Hurricanes have been mercifully absent from Florida since 2005, which was the last time one made landfall there. That was so until late August 2016, when Hurricane Hermine gathered its strength in the Gulf of Mexico. Then, in the early hours of September 2nd, 2016, Hermine hurled itself ashore on Florida’s Gulf Coast.
It tore a path through North Florida, before going on to cause hundreds of millions of dollars worth of damage in Georgia, The Carolinas, Virginia, Maryland, New Jersey and eventually as far north as Connecticut. There was chaos along the eastern seaboard of the United States. There were fatalities, very heavy rains and a widespread loss of power.
A few weeks after Hermine, Pat and I visited Cedar Key, which is an island on Florida’s Gulf Coast a few miles to the south of where the hurricane made landfall. Cedar Key experienced storm surges from Hermine which were nearly six feet high and suffered damage of more than ten million dollars.
The bars and restaurants on Dock Street took a particular beating, but thankfully nobody was injured.
Debris was still piled high around the island at the time of our visit, but this 700 strong community today depends on tourism, so every effort was being made to struggle back to normal.
Cedar Key seems to have drifted away from its natural habitat. Its atmosphere is more typical of the Florida Keys, the island chain lying off the Florida coast 400 miles to the south. It’s out of place in its present location so far to the north and there’s nothing quite like it nearby. However, it’s good for Central and North Floridians to have easy access to such a wonderful resort without having to travel so far to the south.
Cedar Key is a great place to catch some fresh seafood. Pontoon boats with rods, bait and ice are easy to rent. They even come with a fishing license and a filleting service is available.
There’s an annual seafood festival every October to feed seafood lovers who prefer to stay ashore, as well as some great restaurants open all year round. We dined at Steamers Restaurant where the food and service are good but the views are spectacular. It’s amazing this restaurant didn’t suffer any damage in the hurricane where the one a few yards down was virtually destroyed.
Cedar Key has a long history by Florida standards. The British built a watchtower here in 1801, but the Spanish promptly destroyed it. A lighthouse was built in 1854.
The Island Hotel and Restaurant was built in 1859 and is still in business today in a central location. It’s a real trip back in time and a must see on your list when visiting. Each of the ten guest rooms are decorated with its own theme. You can sit outside on the second story veranda and enjoy spectacular views. Breakfast is included. We didn’t stay there but hope to on our next visit to Cedar Key.
In 1861 the first train arrived as Cedar Key had just become the western terminus of The Florida Railroad. Shortly after that, the island was the scene of several skirmishes in the Civil War.
It’s really inaccurate to talk of “the island”, because Cedar Key is in fact a bunch of islands, one of which (Way Key) is built up and is the scene of all the action.
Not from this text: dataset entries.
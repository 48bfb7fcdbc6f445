//! User signature construction for the `ValidateSignature` endpoint.
//!
//! A signature proves knowledge of a user's password at a point in time
//! without sending the password in cleartext:
//!
//! 1. key = lowercase hex of `MD5(api_key)`; its 32 ASCII bytes are the
//!    AES-256 key.
//! 2. A fresh random 16-byte IV per signature.
//! 3. plaintext = `username + "+" + password + "+" + timestamp`, where the
//!    timestamp is ISO-8601 UTC with millisecond precision.
//! 4. ciphertext = AES-256-CBC with PKCS#7 padding.
//! 5. signature = standard base64 of `IV || ciphertext`.
//!
//! # Example
//!
//! ```rust,ignore
//! use agylia_sdk::auth::SignatureBuilder;
//! use agylia_sdk::UserCredentials;
//!
//! let builder = SignatureBuilder::new("your-api-key");
//! let signature = builder.sign(&UserCredentials::new("testuser", "testpassword"))?;
//! ```

use std::fmt;

use aes::Aes256;
use base64::Engine;
use cbc::cipher::{block_padding::Pkcs7, BlockDecryptMut, BlockEncryptMut, KeyIvInit};
use chrono::{DateTime, Utc};
use md5::{Digest, Md5};
use rand::{rngs::OsRng, CryptoRng, RngCore};

use crate::core::{AgyliaError, Result};
use crate::types::{to_iso_millis, ApiCredentials, UserCredentials};

type Aes256CbcEnc = cbc::Encryptor<Aes256>;
type Aes256CbcDec = cbc::Decryptor<Aes256>;

/// IV length prepended to every signature.
pub const IV_LEN: usize = 16;

/// AES block size.
pub const BLOCK_LEN: usize = 16;

/// Separator between plaintext fields.
pub const FIELD_DELIMITER: char = '+';

/// Derive the signature key from an API key: hex-encoded MD5 digest.
#[must_use]
pub fn derive_key(api_key: &str) -> String {
    hex::encode(Md5::digest(api_key.as_bytes()))
}

/// Build the signature plaintext for a user at `timestamp`.
#[must_use]
pub fn signature_plaintext(username: &str, password: &str, timestamp: &str) -> String {
    format!("{username}{FIELD_DELIMITER}{password}{FIELD_DELIMITER}{timestamp}")
}

/// Encrypt `plaintext` and return `IV || ciphertext`.
///
/// # Errors
///
/// Returns an auth error if the key is not 32 bytes long.
pub fn encrypt_payload(key: &[u8], iv: &[u8; IV_LEN], plaintext: &[u8]) -> Result<Vec<u8>> {
    let cipher = Aes256CbcEnc::new_from_slices(key, iv)
        .map_err(|e| AgyliaError::crypto(format!("Invalid signature key: {e}")))?;
    let ciphertext = cipher.encrypt_padded_vec_mut::<Pkcs7>(plaintext);

    let mut payload = Vec::with_capacity(IV_LEN + ciphertext.len());
    payload.extend_from_slice(iv);
    payload.extend_from_slice(&ciphertext);
    Ok(payload)
}

/// Build a signature with a fresh IV and the current time.
///
/// # Errors
///
/// Returns an auth error if encryption fails.
pub fn build_signature(api_key: &str, username: &str, password: &str) -> Result<String> {
    SignatureBuilder::new(api_key).sign(&UserCredentials::new(username, password))
}

/// Signs user credentials with a key derived from an API key.
#[derive(Clone)]
pub struct SignatureBuilder {
    key: String,
}

impl fmt::Debug for SignatureBuilder {
    fn fmt(&self, f: &mut fmt::Formatter<'_>) -> fmt::Result {
        f.debug_struct("SignatureBuilder")
            .field("key", &"<redacted>")
            .finish()
    }
}

impl SignatureBuilder {
    /// Create a builder for the given API key.
    #[must_use]
    pub fn new(api_key: &str) -> Self {
        Self {
            key: derive_key(api_key),
        }
    }

    /// Create a builder from API credentials.
    #[must_use]
    pub fn from_credentials(credentials: &ApiCredentials) -> Self {
        Self::new(&credentials.api_key)
    }

    /// Sign `user` with a fresh OS-random IV at the current time.
    ///
    /// Two calls never produce the same signature.
    ///
    /// # Errors
    ///
    /// Returns an auth error if encryption fails.
    pub fn sign(&self, user: &UserCredentials) -> Result<String> {
        self.sign_with_rng(user, Utc::now(), &mut OsRng)
    }

    /// Sign `user` at a fixed timestamp with a fresh OS-random IV.
    ///
    /// # Errors
    ///
    /// Returns an auth error if encryption fails.
    pub fn sign_at(&self, user: &UserCredentials, timestamp: DateTime<Utc>) -> Result<String> {
        self.sign_with_rng(user, timestamp, &mut OsRng)
    }

    /// Sign `user` drawing the IV from `rng`.
    ///
    /// # Errors
    ///
    /// Returns an auth error if encryption fails.
    pub fn sign_with_rng<R>(
        &self,
        user: &UserCredentials,
        timestamp: DateTime<Utc>,
        rng: &mut R,
    ) -> Result<String>
    where
        R: RngCore + CryptoRng,
    {
        let mut iv = [0u8; IV_LEN];
        rng.try_fill_bytes(&mut iv)
            .map_err(|e| AgyliaError::crypto(format!("Failed to generate IV: {e}")))?;
        self.sign_with_iv(user, timestamp, &iv)
    }

    /// Sign `user` with an explicit IV. The output depends only on the arguments.
    ///
    /// # Errors
    ///
    /// Returns an auth error if encryption fails.
    pub fn sign_with_iv(
        &self,
        user: &UserCredentials,
        timestamp: DateTime<Utc>,
        iv: &[u8; IV_LEN],
    ) -> Result<String> {
        let timestamp = to_iso_millis(&timestamp);
        let plaintext = signature_plaintext(&user.username, &user.password, &timestamp);
        let payload = encrypt_payload(self.key.as_bytes(), iv, plaintext.as_bytes())?;
        Ok(base64::engine::general_purpose::STANDARD.encode(payload))
    }

    /// Recover the plaintext of a signature made with this builder's key.
    ///
    /// # Errors
    ///
    /// Returns an auth error if the signature is not valid base64, is too
    /// short, or does not decrypt under this key.
    pub fn decrypt(&self, signature: &str) -> Result<String> {
        let payload = base64::engine::general_purpose::STANDARD
            .decode(signature)
            .map_err(|e| AgyliaError::crypto(format!("Invalid base64 signature: {e}")))?;

        if payload.len() < IV_LEN + BLOCK_LEN || (payload.len() - IV_LEN) % BLOCK_LEN != 0 {
            return Err(AgyliaError::crypto(format!(
                "Signature payload has invalid length {}",
                payload.len()
            )));
        }

        let (iv, ciphertext) = payload.split_at(IV_LEN);
        let cipher = Aes256CbcDec::new_from_slices(self.key.as_bytes(), iv)
            .map_err(|e| AgyliaError::crypto(format!("Invalid signature key: {e}")))?;
        let plaintext = cipher
            .decrypt_padded_vec_mut::<Pkcs7>(ciphertext)
            .map_err(|e| AgyliaError::crypto(format!("Signature decryption failed: {e}")))?;

        String::from_utf8(plaintext)
            .map_err(|e| AgyliaError::crypto(format!("Signature plaintext is not UTF-8: {e}")))
    }
}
In early September 1896, a more vicious hurricane than Hermine, with a ten foot storm surge, swept over the town and more than 100 people were killed. It seems that early September is the time to stay away from Cedar Key, because it was also attacked at precisely that time of year by Hurricane Easy in 1950 and Hurricane Elaine in 1985.
The Cedar Keyhole Artist Co-op and Gallery is a fabulous collection of arts and crafts from dozens of artists, most of whom do not live in Cedar Key. Attractively priced paintings are available for purchase and so are jewelry and pottery. The one with the largest selections of art includes an entire garden of whimsical statues and imaginative creations.
Cedar Key was named after the abundance of cedar trees to be found in the area and these were at one time used in the pencil making industry. Other industries that were once important to Cedar Key, included fishing, diving for sponges, oysters and clams.
The Cedar Key Historical Society recently opened a fine, well staffed museum to tell the story of this unique part of Old Florida. However, the museum was damaged in the hurricane and was still closed when we visited.
One of the many interesting places to stay on Cedar Key is the Faraway Inn. It is next to the beach and sustained a lot of damage in the hurricane. Half of its cottages were severely damaged. However, they still had several cottages available for rent when we visited. It’s nice if you want your own little space next to the beach. There is also a lovely garden in the main area.
Is it a good thing that the role of Cedar Key today is primarily that of a tourist attraction? Was its retreat from all its other activities caused by being regularly beaten up by early September hurricanes swooping in from the Gulf of Mexico? Probably not. Cedar Key is still a great place to visit – except perhaps in early September.